__Data in this exercise__:
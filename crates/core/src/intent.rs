//! Health-intent gate for the chat route.
//!
//! A keyword heuristic decides whether free text is a health question before any paid call to
//! the AI service is made. It is deterministic and does no I/O. Misclassifying a health
//! question as off-topic is an accepted cost; the point is to turn away obviously unrelated
//! traffic cheaply.
//!
//! Matching is plain substring search on the lower-cased text, so `"bp"` also matches inside
//! longer words. Both term lists are ordered and the order is part of the behaviour: only the
//! first off-topic indicator found is acted upon, and the reported health term is the first
//! one in list order.

/// Symptom names, condition names and care-seeking phrases.
pub const HEALTH_TERMS: &[&str] = &[
    "fever",
    "cough",
    "throat",
    "pain",
    "headache",
    "dizzy",
    "nausea",
    "vomit",
    "bleed",
    "breath",
    "shortness of breath",
    "breathing",
    "rash",
    "infection",
    "diarrhea",
    "constipation",
    "abdominal",
    "chest pain",
    "heart",
    "blood pressure",
    "bp",
    "diabetes",
    "insulin",
    "cholesterol",
    "allergy",
    "allergic",
    "asthma",
    "symptom",
    "symptoms",
    "treatment",
    "prescribe",
    "diagnosis",
    "sore throat",
    "flu",
    "cold",
    "covid",
    "vaccine",
    "pregnant",
    "pregnancy",
    "mental health",
    "depression",
    "anxiety",
    "sleep",
    "insomnia",
    "weight",
    "bmi",
    "obesity",
    "exercise",
    "nutrition",
    "diet",
    "clinic",
    "doctor",
    "physician",
    "emergency",
    "urgent",
    "tumor",
    "cancer",
    "kidney",
    "lung",
    "liver",
    "skin",
    "stomach",
    "antibiotic",
];

/// Clearly off-topic phrases: education, entertainment, navigation, trivia, commerce.
pub const NON_HEALTH_INDICATORS: &[&str] = &[
    "school",
    "college",
    "university",
    "restaurant",
    "movie",
    "song",
    "lyrics",
    "weather",
    "directions",
    "map",
    "how to go",
    "code",
    "programming",
    "javascript",
    "react",
    "history",
    "definition of",
    "meaning of",
    "who is",
    "where is",
    "price of",
    "buy",
    "shop",
    "salary",
    "which school",
    "best school",
    "famous school",
];

/// Texts shorter than this (in characters) with no keyword evidence are rejected.
pub const MIN_UNMATCHED_LEN: usize = 20;

/// Outcome of [`evaluate`], with the evidence that decided it.
#[derive(Clone, Copy, Debug, PartialEq, Eq)]
pub enum IntentVerdict {
    /// A health term was found. `overrode` is the off-topic indicator that was also present.
    Health {
        term: &'static str,
        overrode: Option<&'static str>,
    },
    /// An off-topic indicator was found and no health term.
    OffTopic { indicator: &'static str },
    /// No keyword at all and fewer than [`MIN_UNMATCHED_LEN`] characters.
    TooShort,
    /// No keyword evidence in a longer text.
    NoEvidence,
}

impl IntentVerdict {
    pub fn is_health(&self) -> bool {
        matches!(self, IntentVerdict::Health { .. })
    }
}

fn first_health_term(lowered: &str) -> Option<&'static str> {
    HEALTH_TERMS.iter().copied().find(|t| lowered.contains(t))
}

/// Classifies `text` and reports why.
pub fn evaluate(text: &str) -> IntentVerdict {
    let lowered = text.to_lowercase();

    if let Some(indicator) = NON_HEALTH_INDICATORS
        .iter()
        .copied()
        .find(|p| lowered.contains(p))
    {
        // Health wins when both kinds of term appear.
        return match first_health_term(&lowered) {
            Some(term) => IntentVerdict::Health {
                term,
                overrode: Some(indicator),
            },
            None => IntentVerdict::OffTopic { indicator },
        };
    }

    if let Some(term) = first_health_term(&lowered) {
        return IntentVerdict::Health {
            term,
            overrode: None,
        };
    }

    if lowered.chars().count() < MIN_UNMATCHED_LEN {
        IntentVerdict::TooShort
    } else {
        IntentVerdict::NoEvidence
    }
}

/// Returns `true` if `text` looks like a health question.
pub fn classify(text: &str) -> bool {
    evaluate(text).is_health()
}

/// Like [`classify`] for input that may be absent; `None` is never health related.
pub fn classify_opt(text: Option<&str>) -> bool {
    text.is_some_and(classify)
}

#[cfg(test)]
mod tests {
    use super::*;

    #[test]
    fn test_symptom_question_is_health() {
        assert!(classify("I have a sore throat and fever"));
    }

    #[test]
    fn test_off_topic_question_is_rejected() {
        assert!(!classify("what's a good movie to watch"));
        assert_eq!(
            evaluate("what's a good movie to watch"),
            IntentVerdict::OffTopic { indicator: "movie" }
        );
    }

    #[test]
    fn test_health_term_wins_over_indicator() {
        let verdict = evaluate("best school for treatment of asthma");
        assert!(verdict.is_health());
        assert_eq!(
            verdict,
            IntentVerdict::Health {
                term: "asthma",
                overrode: Some("school"),
            }
        );
    }

    #[test]
    fn test_short_text_without_keywords_is_rejected() {
        assert!(!classify("hi there"));
        assert_eq!(evaluate("hi there"), IntentVerdict::TooShort);
    }

    #[test]
    fn test_long_text_without_keywords_defaults_to_off_topic() {
        let text = "tell me something interesting about the ocean tides";
        assert!(!classify(text));
        assert_eq!(evaluate(text), IntentVerdict::NoEvidence);
    }

    #[test]
    fn test_matching_is_case_insensitive() {
        assert!(classify("MY CHEST PAIN GETS WORSE AT NIGHT"));
        assert!(!classify("Who Is the president"));
    }

    #[test]
    fn test_first_indicator_in_list_order_is_reported() {
        // "map" precedes "buy" in the indicator list.
        assert_eq!(
            evaluate("buy a map"),
            IntentVerdict::OffTopic { indicator: "map" }
        );
    }

    #[test]
    fn test_substring_matching_counts_embedded_terms() {
        // "cold" is found inside "scolding"; the heuristic does not tokenise.
        assert!(classify("stop scolding me"));
    }

    #[test]
    fn test_empty_and_absent_input() {
        assert!(!classify(""));
        assert!(!classify_opt(None));
        assert!(classify_opt(Some("is insulin safe")));
    }

    #[test]
    fn test_length_threshold_counts_characters() {
        // 19 multi-byte characters: still "short" even though it is more than 20 bytes.
        let text = "ééééééééééééééééééé";
        assert_eq!(text.chars().count(), 19);
        assert_eq!(evaluate(text), IntentVerdict::TooShort);
    }
}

__Problem statement__: The records above must be set down again exactly as written.

__Solution to this task__:
filename crates/core/src/intent.rs
//! Health-intent gate for the chat route.
//!
//! A keyword heuristic decides whether free text is a health question before any paid call to
//! the AI service is made. It is deterministic and does no I/O. Misclassifying a health
//! question as off-topic is an accepted cost; the point is to turn away obviously unrelated
//! traffic cheaply.
//!
//! Matching is plain substring search on the lower-cased text, so `"bp"` also matches inside
//! longer words. Both term lists are ordered and the order is part of the behaviour: only the
//! first off-topic indicator found is acted upon, and the reported health term is the first
//! one in list order.

/// Symptom names, condition names and care-seeking phrases.
pub const HEALTH_TERMS: &[&str] = &[
    "fever",
    "cough",
    "throat",
    "pain",
    "headache",
    "dizzy",
    "nausea",
    "vomit",
    "bleed",
    "breath",
    "shortness of breath",
    "breathing",
    "rash",
    "infection",
    "diarrhea",
    "constipation",
    "abdominal",
    "chest pain",
    "heart",
    "blood pressure",
    "bp",
    "diabetes",
    "insulin",
    "cholesterol",
    "allergy",
    "allergic",
    "asthma",
    "symptom",
    "symptoms",
    "treatment",
    "prescribe",
    "diagnosis",
    "sore throat",
    "flu",
    "cold",
    "covid",
    "vaccine",
    "pregnant",
    "pregnancy",
    "mental health",
    "depression",
    "anxiety",
    "sleep",
    "insomnia",
    "weight",
    "bmi",
    "obesity",
    "exercise",
    "nutrition",
    "diet",
    "clinic",
    "doctor",
    "physician",
    "emergency",
    "urgent",
    "tumor",
    "cancer",
    "kidney",
    "lung",
    "liver",
    "skin",
    "stomach",
    "antibiotic",
];

/// Clearly off-topic phrases: education, entertainment, navigation, trivia, commerce.
pub const NON_HEALTH_INDICATORS: &[&str] = &[
    "school",
    "college",
    "university",
    "restaurant",
    "movie",
    "song",
    "lyrics",
    "weather",
    "directions",
    "map",
    "how to go",
    "code",
    "programming",
    "javascript",
    "react",
    "history",
    "definition of",
    "meaning of",
    "who is",
    "where is",
    "price of",
    "buy",
    "shop",
    "salary",
    "which school",
    "best school",
    "famous school",
];

/// Texts shorter than this (in characters) with no keyword evidence are rejected.
pub const MIN_UNMATCHED_LEN: usize = 20;

/// Outcome of [`evaluate`], with the evidence that decided it.
#[derive(Clone, Copy, Debug, PartialEq, Eq)]
pub enum IntentVerdict {
    /// A health term was found. `overrode` is the off-topic indicator that was also present.
    Health {
        term: &'static str,
        overrode: Option<&'static str>,
    },
    /// An off-topic indicator was found and no health term.
    OffTopic { indicator: &'static str },
    /// No keyword at all and fewer than [`MIN_UNMATCHED_LEN`] characters.
    TooShort,
    /// No keyword evidence in a longer text.
    NoEvidence,
}

impl IntentVerdict {
    pub fn is_health(&self) -> bool {
        matches!(self, IntentVerdict::Health { .. })
    }
}

fn first_health_term(lowered: &str) -> Option<&'static str> {
    HEALTH_TERMS.iter().copied().find(|t| lowered.contains(t))
}

/// Classifies `text` and reports why.
pub fn evaluate(text: &str) -> IntentVerdict {
    let lowered = text.to_lowercase();

    if let Some(indicator) = NON_HEALTH_INDICATORS
        .iter()
        .copied()
        .find(|p| lowered.contains(p))
    {
        // Health wins when both kinds of term appear.
        return match first_health_term(&lowered) {
            Some(term) => IntentVerdict::Health {
                term,
                overrode: Some(indicator),
            },
            None => IntentVerdict::OffTopic { indicator },
        };
    }

    if let Some(term) = first_health_term(&lowered) {
        return IntentVerdict::Health {
            term,
            overrode: None,
        };
    }

    if lowered.chars().count() < MIN_UNMATCHED_LEN {
        IntentVerdict::TooShort
    } else {
        IntentVerdict::NoEvidence
    }
}

/// Returns `true` if `text` looks like a health question.
pub fn classify(text: &str) -> bool {
    evaluate(text).is_health()
}

/// Like [`classify`] for input that may be absent; `None` is never health related.
pub fn classify_opt(text: Option<&str>) -> bool {
    text.is_some_and(classify)
}

#[cfg(test)]
mod tests {
    use super::*;

    #[test]
    fn test_symptom_question_is_health() {
        assert!(classify("I have a sore throat and fever"));
    }

    #[test]
    fn test_off_topic_question_is_rejected() {
        assert!(!classify("what's a good movie to watch"));
        assert_eq!(
            evaluate("what's a good movie to watch"),
            IntentVerdict::OffTopic { indicator: "movie" }
        );
    }

    #[test]
    fn test_health_term_wins_over_indicator() {
        let verdict = evaluate("best school for treatment of asthma");
        assert!(verdict.is_health());
        assert_eq!(
            verdict,
            IntentVerdict::Health {
                term: "asthma",
                overrode: Some("school"),
            }
        );
    }

    #[test]
    fn test_short_text_without_keywords_is_rejected() {
        assert!(!classify("hi there"));
        assert_eq!(evaluate("hi there"), IntentVerdict::TooShort);
    }

    #[test]
    fn test_long_text_without_keywords_defaults_to_off_topic() {
        let text = "tell me something interesting about the ocean tides";
        assert!(!classify(text));
        assert_eq!(evaluate(text), IntentVerdict::NoEvidence);
    }

    #[test]
    fn test_matching_is_case_insensitive() {
        assert!(classify("MY CHEST PAIN GETS WORSE AT NIGHT"));
        assert!(!classify("Who Is the president"));
    }

    #[test]
    fn test_first_indicator_in_list_order_is_reported() {
        // "map" precedes "buy" in the indicator list.
        assert_eq!(
            evaluate("buy a map"),
            IntentVerdict::OffTopic { indicator: "map" }
        );
    }

    #[test]
    fn test_substring_matching_counts_embedded_terms() {
        // "cold" is found inside "scolding"; the heuristic does not tokenise.
        assert!(classify("stop scolding me"));
    }

    #[test]
    fn test_empty_and_absent_input() {
        assert!(!classify(""));
        assert!(!classify_opt(None));
        assert!(classify_opt(Some("is insulin safe")));
    }

    #[test]
    fn test_length_threshold_counts_characters() {
        // 19 multi-byte characters: still "short" even though it is more than 20 bytes.
        let text = "ééééééééééééééééééé";
        assert_eq!(text.chars().count(), 19);
        assert_eq!(evaluate(text), IntentVerdict::TooShort);
    }
}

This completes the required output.